It was in keeping with this restraint that in all her ways, her manners, her dress, her speech, her pride, there should be a meticulous simplicity. It was not the simplicity of the hedge-row any more than of the hothouse; it was rather that of some classic flower, lavender or crown-imperial, growing from an ancient stock in some dignified, long-tended garden. It was thus a simplicity closely allied to sturdiness—the inner sturdiness not inconsistent with an outward semblance of fragility—the tenacity of strength by which the lavender scents the summer and the crown-imperial adorns the spring, after the severest snows.

It was doubtless, this vitality, drawn from deep down in her native soil, that braced her now, to simply holding fast intuitively and almost blindly till the first force of the shock should have so spent itself that the normal working of the faculties might begin again. It was the something of which she had just spoken to her father—the something that might be pride but that was not wholly pride, which had never been taxed nor called on. She could not have defined it in a more positive degree; but even now, when all was confusion and disintegration, she was conscious of its being there, an untouched treasure of resources.

In what it supplied her with, however, there was no answer to the question that had been silently making itself urgent from the first word of her father's revelations: What was to happen with regard to her wedding? It took the practical form of dealing with the mere outward paraphernalia—the service, the bridesmaids, the guests, the feast. Would it be reasonable, would it be decent, to carry out rich and elaborate plans in a ruined house? Further than that she dared not inquire, though she knew very well there was still a greater question to be met.
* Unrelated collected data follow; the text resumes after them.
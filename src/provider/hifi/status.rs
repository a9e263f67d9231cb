use tokio_util::sync::CancellationToken;

use super::Hifi;
use super::wire::Status;
use crate::error::{Error, Result};

/// Version string a compatible instance reports
pub(super) const API_VERSION: &str = "2.2";

/// Upstream project a compatible instance reports
pub(super) const API_REPO: &str = "https://github.com/uimaxbai/hifi-api";

impl Hifi {
    /// Fetch the instance root and check it identifies as hifi-api v2.2
    pub(super) async fn check_status(&self, cancel: &CancellationToken, url: &str) -> Result<()> {
        let fetcher = self.resolver.fetcher();
        let ceiling = self.resolver.attempt_timeout();

        let status: Status = tokio::select! {
            biased;
            _ = cancel.cancelled() => return Err(Error::Cancelled),
            res = tokio::time::timeout(ceiling, fetcher.get_json::<Status>(url)) => {
                res.map_err(|_| Error::transport(url, "status check timed out"))??
            }
        };

        if status.version != API_VERSION || status.repo != API_REPO {
            return Err(Error::Validation(format!(
                "{} reports {} {}, expected hifi-api {}",
                url, status.repo, status.version, API_VERSION
            )));
        }
        Ok(())
    }
}
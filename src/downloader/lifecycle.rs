//! Shutdown coordination.

use std::sync::atomic::Ordering;

use crate::error::Result;
use crate::types::Event;

use super::DownloadManager;

impl DownloadManager {
    /// Gracefully shut down the manager
    ///
    /// This method performs a graceful shutdown sequence:
    /// 1. Stops accepting new tasks
    /// 2. Cancels every task lifetime, which aborts running attempts
    /// 3. Waits for supervisors and attempts to exit, bounded by `shutdown_timeout`
    ///
    /// Tasks stay listed afterwards; interrupted ones show as Cancelled.
    pub async fn shutdown(&self) -> Result<()> {
        tracing::info!("Initiating graceful shutdown");

        self.accepting_new.store(false, Ordering::SeqCst);
        tracing::info!("Stopped accepting new downloads");

        self.shutdown.cancel();
        self.tracker.close();

        let timeout = self.config.download.shutdown_timeout;
        match tokio::time::timeout(timeout, self.tracker.wait()).await {
            Ok(()) => tracing::info!("All supervisors stopped"),
            Err(_) => tracing::warn!(
                remaining = self.tracker.len(),
                "Timeout waiting for supervisors to stop, proceeding with shutdown"
            ),
        }

        self.emit_event(Event::Shutdown);
        tracing::info!("Graceful shutdown complete");
        Ok(())
    }

    /// Number of supervisors and attempts still alive
    pub fn active_supervisors(&self) -> usize {
        self.tracker.len()
    }

    /// Whether new tasks are still accepted
    pub fn is_accepting(&self) -> bool {
        self.accepting_new.load(Ordering::SeqCst)
    }
}
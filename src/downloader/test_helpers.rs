//! Shared test helpers for downloader tests

use std::collections::HashMap;
use std::io::Cursor;
use std::path::PathBuf;
use std::pin::Pin;
use std::sync::atomic::{AtomicUsize, Ordering};
use std::sync::{Arc, Mutex as StdMutex};
use std::task::{Context, Poll};
use std::time::Duration;

use async_trait::async_trait;
use tempfile::TempDir;
use tokio::io::{AsyncRead, AsyncReadExt, ReadBuf};
use tokio::sync::mpsc;
use tokio_util::sync::CancellationToken;

use super::DownloadManager;
use crate::config::Config;
use crate::error::{Error, Result};
use crate::library::{FsLibrary, Library};
use crate::models::{
    AlbumData, AlbumRef, AlbumSong, ArtistAlbum, ArtistData, ArtistRef, PlaylistData,
    PlaylistSong, SearchData, SearchSong, SongData,
};
use crate::provider::{AudioStream, Provider, ProviderRegistry};
use crate::types::{Quality, Status, TaskId, TaskInfo, UserId};

/// How a mock download of one song behaves
#[derive(Clone, Debug)]
pub(crate) enum Script {
    /// Publish metadata, then return these bytes
    Bytes(&'static [u8]),
    /// Return bytes without publishing metadata
    Silent(&'static [u8]),
    /// Publish metadata, then fail with a transport error
    Fail(&'static str),
    /// Publish metadata, then never return
    Hang,
    /// Publish metadata, then return a stream that yields these bytes and stalls
    Stall(&'static [u8]),
}

/// Yields its head, then never completes
struct Stalled(Option<&'static [u8]>);

impl AsyncRead for Stalled {
    fn poll_read(
        mut self: Pin<&mut Self>,
        _cx: &mut Context<'_>,
        buf: &mut ReadBuf<'_>,
    ) -> Poll<std::io::Result<()>> {
        match self.0.take() {
            Some(head) => {
                buf.put_slice(head);
                Poll::Ready(Ok(()))
            }
            None => Poll::Pending,
        }
    }
}

/// Decrements the live download counter when dropped
struct LiveGuard(Arc<AtomicUsize>);

impl Drop for LiveGuard {
    fn drop(&mut self) {
        self.0.fetch_sub(1, Ordering::SeqCst);
    }
}

/// Scripted in-memory provider registered as "mock"
#[derive(Default)]
pub(crate) struct MockProvider {
    scripts: StdMutex<HashMap<String, Script>>,
    pub(crate) albums: HashMap<String, Vec<&'static str>>,
    pub(crate) artists: HashMap<String, Vec<&'static str>>,
    pub(crate) playlists: HashMap<String, Vec<&'static str>>,
    /// Download calls so far
    pub(crate) downloads: AtomicUsize,
    /// Download calls currently in flight
    pub(crate) live: Arc<AtomicUsize>,
}

impl MockProvider {
    pub(crate) fn new() -> Self {
        Self::default()
    }

    /// Script the next downloads of `id` (unscripted songs succeed with b"audio")
    pub(crate) fn script(&self, id: &str, script: Script) {
        self.scripts.lock().unwrap().insert(id.to_string(), script);
    }

    pub(crate) fn with_album(mut self, id: &str, songs: Vec<&'static str>) -> Self {
        self.albums.insert(id.to_string(), songs);
        self
    }

    pub(crate) fn with_artist(mut self, id: &str, albums: Vec<&'static str>) -> Self {
        self.artists.insert(id.to_string(), albums);
        self
    }

    pub(crate) fn with_playlist(mut self, id: &str, songs: Vec<&'static str>) -> Self {
        self.playlists.insert(id.to_string(), songs);
        self
    }

    pub(crate) fn live_downloads(&self) -> usize {
        self.live.load(Ordering::SeqCst)
    }
}

pub(crate) fn song_data(id: &str) -> SongData {
    SongData {
        provider: "tidal".into(),
        api: "mock".into(),
        id: id.to_string(),
        title: format!("Song {}", id),
        track_number: 1,
        audio_quality: Quality::Lossless,
        artists: vec![ArtistRef {
            id: "a1".into(),
            name: "Artist".into(),
        }],
        album: AlbumRef {
            id: "al1".into(),
            title: "Album".into(),
            cover_url: String::new(),
        },
        ..Default::default()
    }
}

fn album_song(id: &str) -> AlbumSong {
    AlbumSong {
        id: id.to_string(),
        title: format!("Song {}", id),
        ..Default::default()
    }
}

#[async_trait]
impl Provider for MockProvider {
    fn name(&self) -> &str {
        "mock"
    }

    fn provider(&self) -> &str {
        "tidal"
    }

    async fn song(&self, _: &CancellationToken, _: UserId, id: &str) -> Result<SongData> {
        Ok(song_data(id))
    }

    /// Every scripted song whose title contains `query`
    async fn search(&self, _: &CancellationToken, _: UserId, query: &str) -> Result<SearchData> {
        let mut ids: Vec<String> = self.scripts.lock().unwrap().keys().cloned().collect();
        ids.sort();
        let songs = ids
            .iter()
            .map(|id| song_data(id))
            .filter(|song| song.title.contains(query))
            .map(|song| SearchSong {
                id: song.id,
                title: song.title,
                audio_quality: song.audio_quality,
                artists: song.artists,
                album: song.album,
                ..Default::default()
            })
            .collect();
        Ok(SearchData {
            songs,
            ..Default::default()
        })
    }

    async fn album(&self, _: &CancellationToken, _: UserId, id: &str) -> Result<AlbumData> {
        let songs = self
            .albums
            .get(id)
            .ok_or_else(|| Error::NotFound(format!("album {}", id)))?;
        Ok(AlbumData {
            id: id.to_string(),
            songs: songs.iter().map(|s| album_song(s)).collect(),
            ..Default::default()
        })
    }

    async fn artist(&self, _: &CancellationToken, _: UserId, id: &str) -> Result<ArtistData> {
        let albums = self
            .artists
            .get(id)
            .ok_or_else(|| Error::NotFound(format!("artist {}", id)))?;
        Ok(ArtistData {
            id: id.to_string(),
            albums: albums
                .iter()
                .map(|a| ArtistAlbum {
                    id: a.to_string(),
                    ..Default::default()
                })
                .collect(),
            singles: vec![ArtistAlbum {
                id: "single".into(),
                ..Default::default()
            }],
            ..Default::default()
        })
    }

    async fn playlist(&self, _: &CancellationToken, _: UserId, id: &str) -> Result<PlaylistData> {
        let songs = self
            .playlists
            .get(id)
            .ok_or_else(|| Error::NotFound(format!("playlist {}", id)))?;
        Ok(PlaylistData {
            id: id.to_string(),
            songs: songs
                .iter()
                .map(|s| PlaylistSong {
                    id: s.to_string(),
                    ..Default::default()
                })
                .collect(),
            ..Default::default()
        })
    }

    async fn download(
        &self,
        _: &CancellationToken,
        _: UserId,
        id: &str,
        _: Quality,
        progress: mpsc::Sender<SongData>,
    ) -> Result<AudioStream> {
        self.downloads.fetch_add(1, Ordering::SeqCst);
        self.live.fetch_add(1, Ordering::SeqCst);
        let _guard = LiveGuard(self.live.clone());

        let script = self
            .scripts
            .lock()
            .unwrap()
            .get(id)
            .cloned()
            .unwrap_or(Script::Bytes(b"audio"));

        if !matches!(script, Script::Silent(_)) {
            let _ = progress.send(song_data(id)).await;
        }

        match script {
            Script::Bytes(bytes) | Script::Silent(bytes) => Ok(AudioStream {
                reader: Box::pin(Cursor::new(bytes)),
                extension: "flac".into(),
            }),
            Script::Stall(head) => Ok(AudioStream {
                reader: Box::pin(Stalled(Some(head))),
                extension: "flac".into(),
            }),
            Script::Fail(message) => Err(Error::transport("http://mock", message)),
            Script::Hang => std::future::pending().await,
        }
    }

    async fn status(&self, _: &CancellationToken, _: &str) -> Result<()> {
        Ok(())
    }

    fn parse_url(&self, url: &str) -> Result<(crate::types::DownloadKind, String)> {
        let (kind, id) = url
            .strip_prefix("mock://")
            .and_then(|rest| rest.split_once('/'))
            .ok_or_else(|| Error::Validation(format!("not a mock link: {}", url)))?;
        Ok((kind.parse()?, id.to_string()))
    }
}

/// A saved track held in memory
#[derive(Clone, Debug)]
pub(crate) struct Saved {
    pub(crate) user: UserId,
    pub(crate) song_id: String,
    pub(crate) bytes: Vec<u8>,
}

/// Library that keeps saved tracks in memory
#[derive(Default)]
pub(crate) struct MemoryLibrary {
    pub(crate) saved: StdMutex<Vec<Saved>>,
}

impl MemoryLibrary {
    pub(crate) fn saved(&self) -> Vec<Saved> {
        self.saved.lock().unwrap().clone()
    }
}

#[async_trait]
impl Library for MemoryLibrary {
    async fn save(
        &self,
        _cancel: &CancellationToken,
        user: UserId,
        mut audio: AudioStream,
        data: &SongData,
    ) -> Result<PathBuf> {
        let mut bytes = Vec::new();
        audio.reader.read_to_end(&mut bytes).await?;
        self.saved.lock().unwrap().push(Saved {
            user,
            song_id: data.id.clone(),
            bytes,
        });
        Ok(PathBuf::from(format!(
            "/memory/{}/{}.{}",
            user, data.id, audio.extension
        )))
    }
}

/// Everything a downloader test needs
pub(crate) struct Harness {
    pub(crate) manager: DownloadManager,
    pub(crate) provider: Arc<MockProvider>,
    pub(crate) library: Arc<MemoryLibrary>,
    _temp_dir: TempDir,
}

/// Create a manager backed by `provider` and an in-memory library
pub(crate) async fn create_test_manager(provider: MockProvider) -> Harness {
    create_test_manager_with(provider, |_| {}).await
}

/// Like [`create_test_manager`], with a hook to adjust the configuration
pub(crate) async fn create_test_manager_with(
    provider: MockProvider,
    configure: impl FnOnce(&mut Config),
) -> Harness {
    let temp_dir = tempfile::tempdir().unwrap();
    let mut config = Config::default();
    config.download.library_dir = temp_dir.path().join("library");
    config.download.shutdown_timeout = Duration::from_secs(5);
    configure(&mut config);

    let provider = Arc::new(provider);
    let library = Arc::new(MemoryLibrary::default());
    let mut providers = ProviderRegistry::new();
    providers.register(provider.clone());

    let manager = DownloadManager::new(config, providers, library.clone())
        .await
        .unwrap();

    Harness {
        manager,
        provider,
        library,
        _temp_dir: temp_dir,
    }
}

/// A manager writing real files, for tests that inspect the library on disk
pub(crate) struct FsHarness {
    pub(crate) manager: DownloadManager,
    pub(crate) provider: Arc<MockProvider>,
    pub(crate) root: PathBuf,
    _temp_dir: TempDir,
}

/// Create a manager backed by `provider` and an [`FsLibrary`] in a temp dir
pub(crate) async fn create_fs_test_manager(provider: MockProvider) -> FsHarness {
    let temp_dir = tempfile::tempdir().unwrap();
    let root = temp_dir.path().join("library");
    let mut config = Config::default();
    config.download.library_dir = root.clone();
    config.download.shutdown_timeout = Duration::from_secs(5);

    let provider = Arc::new(provider);
    let mut providers = ProviderRegistry::new();
    providers.register(provider.clone());
    let manager = DownloadManager::new(config, providers, Arc::new(FsLibrary::new(&root)))
        .await
        .unwrap();

    FsHarness {
        manager,
        provider,
        root,
        _temp_dir: temp_dir,
    }
}

/// Poll until the task reaches `status`, returning its snapshot
pub(crate) async fn wait_for_status(
    manager: &DownloadManager,
    user: UserId,
    id: TaskId,
    status: Status,
) -> TaskInfo {
    tokio::time::timeout(Duration::from_secs(5), async {
        loop {
            let task = manager.get(user, id).await.unwrap();
            if task.status == status {
                return task;
            }
            tokio::time::sleep(Duration::from_millis(10)).await;
        }
    })
    .await
    .unwrap_or_else(|_| panic!("task {} never reached {}", id, status))
}

/// Poll until `check` holds
pub(crate) async fn wait_until(mut check: impl FnMut() -> bool) {
    tokio::time::timeout(Duration::from_secs(5), async {
        while !check() {
            tokio::time::sleep(Duration::from_millis(10)).await;
        }
    })
    .await
    .expect("condition never held");
}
When, during the course of the morning, Drusilla Fane came to see her, Olivia broached it timidly, though the conversation brought her little in the way of help.

Knowing all she knew through the gossip of servants, Drusilla felt the necessity of being on her guard. She accepted Olivia's information that her father had met with losses as so much news, and gave utterance to sentiments of sympathy and encouragement. Beyond that she could not go. She was obliged to cast her condolences in the form of bald generalities, since she could make but a limited use of the name of Rupert Ashley as a source of comfort. More clearly than any one in their little group she could see what marriage with Olivia in her new conditions—the horrible, tragic conditions that would arise if Peter could do nothing—would mean for him. She weighed her words, therefore, with an exactness such as she had not displayed since her early days among the Sussex Rangers, measuring the little more and the little less as in an apothecary's balances.
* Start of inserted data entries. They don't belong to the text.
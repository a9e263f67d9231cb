//! End-to-end download flow against mock hifi-api instances
//!
//! Covers instance registration through the database, album expansion from a
//! catalogue link, instance racing with broken and slow mirrors, and files
//! landing in the library.

mod common;

use std::sync::Arc;
use std::time::{Duration, Instant};

use common::{AUDIO, start_broken_instance, start_cdn, start_instance, wait_for_status};
use music_dl::config::Config;
use music_dl::{
    Database, DownloadManager, Error, FsLibrary, ProviderRegistry, Status, TaskId, UserId,
};
use tempfile::TempDir;
use tokio_util::sync::CancellationToken;

const USER: UserId = UserId(1);

struct Stack {
    manager: DownloadManager,
    db: Arc<Database>,
    providers: ProviderRegistry,
    library: FsLibrary,
    _temp_dir: TempDir,
}

async fn build_stack() -> Stack {
    let temp_dir = tempfile::tempdir().unwrap();

    let mut config = Config::default();
    config.download.library_dir = temp_dir.path().join("library");
    config.download.shutdown_timeout = Duration::from_secs(5);
    config.persistence.database_path = temp_dir.path().join("music-dl.db");
    config.resolver.instance_timeout = Duration::from_secs(2);
    config.tools.ffmpeg_path = None;
    config.tools.search_path = false;

    let db = Arc::new(Database::new(&config.persistence.database_path).await.unwrap());
    let providers = ProviderRegistry::with_defaults(&config, db.clone()).unwrap();
    let library = FsLibrary::new(&config.download.library_dir);

    let manager = DownloadManager::new(config, providers.clone(), Arc::new(library.clone()))
        .await
        .unwrap();

    Stack {
        manager,
        db,
        providers,
        library,
        _temp_dir: temp_dir,
    }
}

#[tokio::test]
async fn album_link_downloads_every_track_into_the_library() {
    let cdn = start_cdn().await;
    let instance = start_instance(&cdn, Duration::ZERO).await;
    let stack = build_stack().await;

    let registered = stack
        .db
        .add_detected_instance(&stack.providers, &CancellationToken::new(), USER, &instance.uri())
        .await
        .unwrap();
    assert_eq!(registered.api, "hifi");
    assert_eq!(registered.provider, "tidal");

    let ids = stack
        .manager
        .add_url(USER, "hifi", "https://tidal.com/browse/album/55", None)
        .await
        .unwrap();
    assert_eq!(ids, vec![TaskId(1), TaskId(2)]);

    for id in &ids {
        let task = wait_for_status(&stack.manager, USER, *id, Status::Done, Duration::from_secs(10)).await;
        assert_eq!(task.data.unwrap().album.title, "The Album");
    }

    let root = stack.library.root().join("1").join("The Band").join("The Album");
    assert_eq!(tokio::fs::read(root.join("04 - Fourth Song.flac")).await.unwrap(), AUDIO);
    assert_eq!(tokio::fs::read(root.join("05 - Fifth Song.flac")).await.unwrap(), AUDIO);

    stack.manager.shutdown().await.unwrap();
}

#[tokio::test]
async fn broken_and_slow_mirrors_do_not_block_the_download() {
    let cdn = start_cdn().await;
    let broken = start_broken_instance().await;
    let slow = start_instance(&cdn, Duration::from_secs(5)).await;
    let healthy = start_instance(&cdn, Duration::from_millis(100)).await;
    let stack = build_stack().await;

    for server in [&broken, &slow, &healthy] {
        stack
            .db
            .add_instance(&music_dl::db::NewInstance {
                user_id: USER.0,
                api: "hifi",
                provider: "tidal",
                url: &server.uri(),
            })
            .await
            .unwrap();
    }

    let started = Instant::now();
    let id = stack.manager.add_song(USER, "hifi", "4", None).await.unwrap();
    wait_for_status(&stack.manager, USER, id, Status::Done, Duration::from_secs(10)).await;

    // The slow mirror is abandoned instead of waited for
    assert!(started.elapsed() < Duration::from_secs(4));

    tokio::time::timeout(Duration::from_secs(5), async {
        while stack.manager.active_supervisors() > 0 {
            tokio::time::sleep(Duration::from_millis(20)).await;
        }
    })
    .await
    .unwrap();

    stack.manager.shutdown().await.unwrap();
}

#[tokio::test]
async fn task_fails_without_instances_and_recovers_on_retry() {
    let cdn = start_cdn().await;
    let instance = start_instance(&cdn, Duration::ZERO).await;
    let stack = build_stack().await;

    let id = stack.manager.add_song(USER, "hifi", "4", None).await.unwrap();
    let task = wait_for_status(&stack.manager, USER, id, Status::Failed, Duration::from_secs(10)).await;
    assert!(task.error.unwrap().contains("no hifi instance succeeded"));

    stack
        .db
        .add_detected_instance(&stack.providers, &CancellationToken::new(), USER, &instance.uri())
        .await
        .unwrap();
    stack.manager.retry(USER, id).await.unwrap();

    let task = wait_for_status(&stack.manager, USER, id, Status::Done, Duration::from_secs(10)).await;
    assert_eq!(task.data.unwrap().title, "Fourth Song");

    stack.manager.shutdown().await.unwrap();
}

#[tokio::test]
async fn unrecognised_instance_is_not_registered() {
    let broken = start_broken_instance().await;
    let stack = build_stack().await;

    let err = stack
        .db
        .add_detected_instance(&stack.providers, &CancellationToken::new(), USER, &broken.uri())
        .await
        .unwrap_err();
    assert!(matches!(err, Error::NotFound(_)));
    assert!(stack.db.list_user_instances(USER).await.unwrap().is_empty());
}
use base64::Engine;
use base64::engine::general_purpose::STANDARD as BASE64;
use futures::{StreamExt, TryStreamExt};
use tokio::sync::mpsc;
use tokio_util::io::StreamReader;
use tokio_util::sync::CancellationToken;
use tracing::debug;

use super::wire::{BtsManifest, Mpd};
use super::{Hifi, remux};
use crate::error::{Error, Result};
use crate::http::{ByteReader, Fetcher};
use crate::models::SongData;
use crate::provider::AudioStream;
use crate::types::{Quality, UserId};

const MIME_BTS: &str = "application/vnd.tidal.bts";
const MIME_DASH: &str = "application/dash+xml";

/// Most media segments a single track may list (several hours of audio)
const MAX_SEGMENTS: u64 = 10_000;

impl Hifi {
    /// Resolve metadata and manifest, publish the metadata, then open the audio
    pub(super) async fn open_stream(
        &self,
        cancel: &CancellationToken,
        user: UserId,
        id: &str,
        quality: Quality,
        progress: mpsc::Sender<SongData>,
    ) -> Result<AudioStream> {
        let (song, playback) = self
            .song_with_playback(cancel, user, id, Some(quality))
            .await?;

        // A closed receiver only means nobody is watching
        let _ = progress.send(song).await;

        let hires = playback.audio_quality == Quality::HiresLossless.as_api_str();
        if hires && quality != Quality::HiresLossless {
            return Err(Error::decode(
                "track playback",
                format!(
                    "instance returned {} for a {} request",
                    playback.audio_quality,
                    quality.as_api_str()
                ),
            ));
        }
        let extension = match playback.audio_quality.as_str() {
            "HI_RES_LOSSLESS" | "LOSSLESS" => "flac",
            _ => "m4a",
        };

        let manifest = BASE64
            .decode(playback.manifest.as_bytes())
            .map_err(|e| Error::decode("track manifest", e))?;
        let fetcher = self.resolver.fetcher();
        let reader = match playback.manifest_mime_type.as_str() {
            MIME_BTS => open_bts(fetcher, &manifest).await?,
            MIME_DASH => open_dash(fetcher, &manifest)?,
            other => {
                return Err(Error::decode(
                    "track manifest",
                    format!("unknown manifest type '{}'", other),
                ));
            }
        };

        let reader = if hires {
            let ffmpeg = self.ffmpeg.as_deref().ok_or_else(|| {
                Error::ExternalTool("ffmpeg is required for hi-res downloads".to_string())
            })?;
            remux::to_flac(ffmpeg, reader)?
        } else {
            reader
        };

        debug!(song_id = %id, extension, "audio stream opened");
        Ok(AudioStream {
            reader,
            extension: extension.to_string(),
        })
    }
}

/// Single-file manifest: stream the first listed url
async fn open_bts(fetcher: &Fetcher, manifest: &[u8]) -> Result<ByteReader> {
    let manifest: BtsManifest =
        serde_json::from_slice(manifest).map_err(|e| Error::decode("bts manifest", e))?;
    let url = manifest
        .urls
        .first()
        .ok_or_else(|| Error::decode("bts manifest", "no stream url"))?;
    fetcher.get_stream(url).await
}

/// Segmented manifest: fetch the segments one after another, in order
///
/// Nothing is requested until the returned reader is first polled.
fn open_dash(fetcher: &Fetcher, manifest: &[u8]) -> Result<ByteReader> {
    let xml = std::str::from_utf8(manifest).map_err(|e| Error::decode("dash manifest", e))?;
    let mpd: Mpd = quick_xml::de::from_str(xml).map_err(|e| Error::decode("dash manifest", e))?;
    let urls = segment_urls(&mpd)?;

    let fetcher = fetcher.clone();
    let segments = futures::stream::iter(urls)
        .then(move |url| {
            let fetcher = fetcher.clone();
            async move {
                let response = fetcher.get(&url).await.map_err(std::io::Error::other)?;
                Ok::<_, std::io::Error>(response.bytes_stream().map_err(std::io::Error::other))
            }
        })
        .try_flatten();

    Ok(Box::pin(StreamReader::new(segments)))
}

/// Expand the first representation's segment template into absolute segment urls
pub(super) fn segment_urls(mpd: &Mpd) -> Result<Vec<String>> {
    let template = mpd
        .periods
        .first()
        .and_then(|p| p.adaptation_sets.first())
        .and_then(|a| a.representations.first())
        .and_then(|r| r.segment_template.as_ref())
        .ok_or_else(|| Error::decode("dash manifest", "no segment template"))?;

    if template.media.is_empty() {
        return Err(Error::decode("dash manifest", "segment template has no media url"));
    }

    let mut urls = Vec::new();
    if !template.initialization.is_empty() {
        urls.push(template.initialization.clone());
    }

    let total = template
        .timeline
        .segments
        .iter()
        .map(|s| u64::try_from(s.repeat.unwrap_or(0)).unwrap_or(0).saturating_add(1))
        .fold(0u64, u64::saturating_add);
    if total > MAX_SEGMENTS {
        return Err(Error::decode(
            "dash manifest",
            format!("{} segments exceed the limit of {}", total, MAX_SEGMENTS),
        ));
    }

    let mut number = template.start_number.unwrap_or(1);
    for segment in &template.timeline.segments {
        let repeat = u64::try_from(segment.repeat.unwrap_or(0)).unwrap_or(0);
        for _ in 0..=repeat {
            urls.push(template.media.replacen("$Number$", &number.to_string(), 1));
            number = number.saturating_add(1);
        }
    }
    Ok(urls)
}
"You see," Olivia said, trying to sound her friend's ideas, "from one point of view I scarcely know him."

"You know him well enough to be in love with him." Drusilla felt that that committed her to nothing.
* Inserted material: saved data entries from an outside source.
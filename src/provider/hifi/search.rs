use tokio_util::sync::CancellationToken;
use tracing::debug;

use super::song::COVER_SIZE;
use super::wire::{AlbumHit, AlbumResults, ArtistHit, ArtistResults, Envelope, SongResults, Track};
use super::{Hifi, Payload, artist_refs, query};
use crate::error::{Error, Result};
use crate::models::{AlbumRef, SearchAlbum, SearchArtist, SearchData, SearchSong};
use crate::normalize::image_url;
use crate::types::{Quality, UserId};

const PICTURE_SIZE: u32 = 750;

// No hits is a valid answer for every category
impl Payload for Envelope<SongResults> {
    const CONTEXT: &'static str = "song search";

    fn is_complete(&self) -> bool {
        true
    }
}

impl Payload for Envelope<AlbumResults> {
    const CONTEXT: &'static str = "album search";

    fn is_complete(&self) -> bool {
        true
    }
}

impl Payload for Envelope<ArtistResults> {
    const CONTEXT: &'static str = "artist search";

    fn is_complete(&self) -> bool {
        true
    }
}

impl Hifi {
    /// Songs, albums and artists are searched concurrently, each raced on its own
    ///
    /// A category whose race fails is left empty; the search only fails when all
    /// three do, with the song search's error.
    pub(super) async fn run_search(
        &self,
        cancel: &CancellationToken,
        user: UserId,
        text: &str,
    ) -> Result<SearchData> {
        let term = query(text);
        let (songs, albums, artists) = tokio::join!(
            self.fetch::<Envelope<SongResults>, _>(cancel, user, |base| {
                format!("{}/search/?s={}", base, term)
            }),
            self.fetch::<Envelope<AlbumResults>, _>(cancel, user, |base| {
                format!("{}/search/?al={}", base, term)
            }),
            self.fetch::<Envelope<ArtistResults>, _>(cancel, user, |base| {
                format!("{}/search/?a={}", base, term)
            }),
        );

        if cancel.is_cancelled() {
            return Err(Error::Cancelled);
        }
        let (songs, albums, artists) = match (songs, albums, artists) {
            (Err(e), Err(_), Err(_)) => return Err(e),
            found => found,
        };

        Ok(SearchData {
            songs: category("songs", songs)
                .map(|r| r.data.items.iter().map(search_song).collect())
                .unwrap_or_default(),
            albums: category("albums", albums)
                .map(|r| r.data.albums.items.iter().map(search_album).collect())
                .unwrap_or_default(),
            artists: category("artists", artists)
                .map(|r| r.data.artists.items.iter().map(search_artist).collect())
                .unwrap_or_default(),
        })
    }
}

fn category<T>(name: &str, result: Result<T>) -> Option<T> {
    match result {
        Ok(found) => Some(found),
        Err(e) => {
            debug!(category = name, error = %e, "search category unavailable");
            None
        }
    }
}

fn search_song(track: &Track) -> SearchSong {
    SearchSong {
        id: track.id.to_string(),
        title: track.title.clone(),
        duration: track.duration,
        audio_quality: Quality::from_tags(&track.media_metadata.tags),
        popularity: track.popularity,
        explicit: track.explicit,
        artists: artist_refs(&track.artists),
        album: AlbumRef {
            id: track.album.id.to_string(),
            title: track.album.title.clone(),
            cover_url: image_url(&track.album.cover, COVER_SIZE),
        },
    }
}

fn search_album(album: &AlbumHit) -> SearchAlbum {
    SearchAlbum {
        id: album.id.to_string(),
        title: album.title.clone(),
        duration: album.duration,
        cover_url: image_url(&album.cover, COVER_SIZE),
        audio_quality: Quality::from_tags(&album.media_metadata.tags),
        explicit: album.explicit,
        popularity: album.popularity,
        artists: artist_refs(&album.artists),
    }
}

fn search_artist(artist: &ArtistHit) -> SearchArtist {
    SearchArtist {
        id: artist.id.to_string(),
        name: artist.name.clone(),
        picture_url: image_url(&artist.picture, PICTURE_SIZE),
        popularity: artist.popularity,
    }
}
"That doesn't imply much—not necessarily, that is. You can be in love with people and scarcely know them at all. And it often happens that if you knew them better you wouldn't be in love with them."

"And you know him well enough to be sure that he'll want to do everything right."

"Oh yes; I'm quite sure of that. I'm only uncertain that—everything right—would satisfy me."

Drusilla reflected. "I see what you mean. And, of course, you want to do—everything right—yourself."